◆ EXERCISE PROMPT ◆
The records should be restated exactly from their first line through the line with "a tag value" in it.

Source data
* * * * * * * * *

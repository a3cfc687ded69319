use serde::{Deserialize, Serialize};

/// DMARC policy actions (p= / sp= tags)
#[derive(Debug, Clone, Copy, PartialEq, Eq, Serialize, Deserialize)]
#[serde(rename_all = "lowercase")]
pub enum DmarcPolicy {
    /// No action (monitoring mode)
    None,
    /// Mark as spam but deliver
    Quarantine,
    /// Reject the message
    Reject,
}

impl DmarcPolicy {
    /// Parse policy from a tag value
    pub fn parse(s: &str) -> Self {
        match s.to_lowercase().as_str() {
            "quarantine" => DmarcPolicy::Quarantine,
            "reject" => DmarcPolicy::Reject,
            // Unknown policies are treated as monitoring-only
            _ => DmarcPolicy::None,
        }
    }
}

impl std::fmt::Display for DmarcPolicy {
    fn fmt(&self, f: &mut std::fmt::Formatter<'_>) -> std::fmt::Result {
        match self {
            DmarcPolicy::None => write!(f, "none"),
            DmarcPolicy::Quarantine => write!(f, "quarantine"),
            DmarcPolicy::Reject => write!(f, "reject"),
        }
    }
}

/// Qualifier on the SPF `all` mechanism
#[derive(Debug, Clone, Copy, PartialEq, Eq, Serialize, Deserialize)]
pub enum AllQualifier {
    /// `-all`: fail unauthorized senders
    #[serde(rename = "-all")]
    Fail,
    /// `~all`: soft fail
    #[serde(rename = "~all")]
    SoftFail,
    /// `?all`: neutral
    #[serde(rename = "?all")]
    Neutral,
    /// `+all`: allow everyone (no protection)
    #[serde(rename = "+all")]
    Pass,
}

impl AllQualifier {
    /// Parse an `all` mechanism token from an SPF record
    pub fn parse(token: &str) -> Option<Self> {
        match token {
            "-all" => Some(AllQualifier::Fail),
            "~all" => Some(AllQualifier::SoftFail),
            "?all" => Some(AllQualifier::Neutral),
            // Bare `all` defaults to `+` per RFC 7208 §4.6.2
            "+all" | "all" => Some(AllQualifier::Pass),
            _ => None,
        }
    }
}

impl std::fmt::Display for AllQualifier {
    fn fmt(&self, f: &mut std::fmt::Formatter<'_>) -> std::fmt::Result {
        match self {
            AllQualifier::Fail => write!(f, "-all"),
            AllQualifier::SoftFail => write!(f, "~all"),
            AllQualifier::Neutral => write!(f, "?all"),
            AllQualifier::Pass => write!(f, "+all"),
        }
    }
}

/// DKIM key algorithm (k= tag)
#[derive(Debug, Clone, PartialEq, Eq, Serialize, Deserialize)]
#[serde(rename_all = "lowercase")]
pub enum DkimKeyType {
    Rsa,
    Ed25519,
    Other(String),
}

impl DkimKeyType {
    pub fn parse(s: &str) -> Self {
        match s.to_lowercase().as_str() {
            "rsa" => DkimKeyType::Rsa,
            "ed25519" => DkimKeyType::Ed25519,
            other => DkimKeyType::Other(other.to_string()),
        }
    }
}

/// Rough strength class of a published DKIM key, estimated from the
/// base64 length of the p= tag
#[derive(Debug, Clone, Copy, PartialEq, Eq, Serialize, Deserialize)]
pub enum KeyLengthClass {
    #[serde(rename = "<1024")]
    Below1024,
    #[serde(rename = "1024")]
    Bits1024,
    #[serde(rename = "2048+")]
    Bits2048Plus,
    #[serde(rename = "unknown")]
    Unknown,
}

impl KeyLengthClass {
    /// Estimate the key class from the raw base64 public key
    pub fn estimate(public_key: &str) -> Self {
        if public_key.is_empty() {
            KeyLengthClass::Unknown
        } else if public_key.len() > 300 {
            KeyLengthClass::Bits2048Plus
        } else if public_key.len() > 200 {
            KeyLengthClass::Bits1024
        } else {
            KeyLengthClass::Below1024
        }
    }

    /// True when the key is 1024 bits or weaker
    pub fn is_weak(&self) -> bool {
        matches!(self, KeyLengthClass::Below1024 | KeyLengthClass::Bits1024)
    }
}

/// Observations from the DMARC record probe
#[derive(Debug, Clone, PartialEq, Serialize, Deserialize)]
pub struct DmarcFacts {
    /// A v=DMARC1 record was published at _dmarc.{domain}
    pub present: bool,
    /// Domain policy (p= tag); None when no record was found
    pub policy: Option<DmarcPolicy>,
    /// Subdomain policy (sp= tag)
    pub subdomain_policy: Option<DmarcPolicy>,
    /// An rua= or ruf= reporting address is configured
    pub has_reporting_address: bool,
    /// Aggregate report URI (rua= tag)
    pub aggregate_report_uri: Option<String>,
    /// Forensic report URI (ruf= tag)
    pub forensic_report_uri: Option<String>,
    /// Percentage of mail the policy applies to (pct= tag)
    pub percentage: Option<u8>,
    /// Raw record text
    pub record: Option<String>,
}

impl DmarcFacts {
    /// Facts for a domain with no DMARC record
    pub fn absent() -> Self {
        Self {
            present: false,
            policy: None,
            subdomain_policy: None,
            has_reporting_address: false,
            aggregate_report_uri: None,
            forensic_report_uri: None,
            percentage: None,
            record: None,
        }
    }
}

/// Observations from the SPF record probe
#[derive(Debug, Clone, PartialEq, Serialize, Deserialize)]
pub struct SpfFacts {
    /// A v=spf1 record was published on the domain
    pub present: bool,
    /// Qualifier on the `all` mechanism; None when the record has no
    /// `all` mechanism (or no record exists)
    pub all_qualifier: Option<AllQualifier>,
    /// Number of include: mechanisms
    pub include_count: usize,
    /// Number of v=spf1 TXT records found (>1 violates RFC 7208)
    pub record_count: usize,
    /// Number of ip4: mechanisms
    pub ip4_count: usize,
    /// Number of ip6: mechanisms
    pub ip6_count: usize,
    /// Record uses the mx mechanism
    pub uses_mx: bool,
    /// Raw record text (first record when multiple exist)
    pub record: Option<String>,
}

impl SpfFacts {
    /// Facts for a domain with no SPF record
    pub fn absent() -> Self {
        Self {
            present: false,
            all_qualifier: None,
            include_count: 0,
            record_count: 0,
            ip4_count: 0,
            ip6_count: 0,
            uses_mx: false,
            record: None,
        }
    }
}

/// Observations from the DKIM selector probe
#[derive(Debug, Clone, PartialEq, Serialize, Deserialize)]
pub struct DkimFacts {
    /// A DKIM key record was found under at least one candidate selector
    pub present: bool,
    /// Whether a usable public key is published: Some(true) for a
    /// non-empty p= tag, Some(false) for an empty (revoked) key, None
    /// when the record carried no p= tag at all
    pub signature_valid: Option<bool>,
    /// Key algorithm (k= tag)
    pub key_type: Option<DkimKeyType>,
    /// Estimated key strength class
    pub key_length_class: Option<KeyLengthClass>,
    /// Selectors under which key records were found
    pub selectors_found: Vec<String>,
}

impl DkimFacts {
    /// Facts for a domain where no candidate selector matched
    pub fn absent() -> Self {
        Self {
            present: false,
            signature_valid: None,
            key_type: None,
            key_length_class: None,
            selectors_found: Vec::new(),
        }
    }
}

/// Observations from the mail-server transport probe
#[derive(Debug, Clone, PartialEq, Serialize, Deserialize)]
pub struct MailServerFacts {
    /// SMTP connection to the primary MX succeeded
    pub smtp_accessible: bool,
    /// EHLO response advertised STARTTLS
    pub supports_tls: bool,
    /// EHLO response advertised AUTH
    pub supports_auth: bool,
    /// Number of MX records published
    pub mx_record_count: usize,
    /// Lowest-preference MX hostname
    pub primary_mx: Option<String>,
    /// Server greeting banner
    pub banner: Option<String>,
    /// Time to establish the connection
    pub response_time_ms: Option<u64>,
    /// Submission ports that accepted a TCP connection
    pub extra_ports_open: Vec<u16>,
}

impl MailServerFacts {
    /// Facts for a domain whose mail server could not be reached
    pub fn unreachable(mx_record_count: usize, primary_mx: Option<String>) -> Self {
        Self {
            smtp_accessible: false,
            supports_tls: false,
            supports_auth: false,
            mx_record_count,
            primary_mx,
            banner: None,
            response_time_ms: None,
            extra_ports_open: Vec::new(),
        }
    }
}

/// Combined probe output for one domain
///
/// `None` for a field means the probe did not complete (timeout or
/// transport failure), which is distinct from a successful probe that
/// found nothing (`present: false`).
#[derive(Debug, Clone, Default, PartialEq, Serialize, Deserialize)]
pub struct ProbeFindings {
    pub dmarc: Option<DmarcFacts>,
    pub spf: Option<SpfFacts>,
    pub dkim: Option<DkimFacts>,
    pub mail_server: Option<MailServerFacts>,
}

* * * * * * * * *

◆ SOLUTION BELOW ◆
repository a3cfc687ded69319
use serde::{Deserialize, Serialize};

/// DMARC policy actions (p= / sp= tags)
#[derive(Debug, Clone, Copy, PartialEq, Eq, Serialize, Deserialize)]
#[serde(rename_all = "lowercase")]
pub enum DmarcPolicy {
    /// No action (monitoring mode)
    None,
    /// Mark as spam but deliver
    Quarantine,
    /// Reject the message
    Reject,
}

impl DmarcPolicy {
    /// Parse policy from a tag value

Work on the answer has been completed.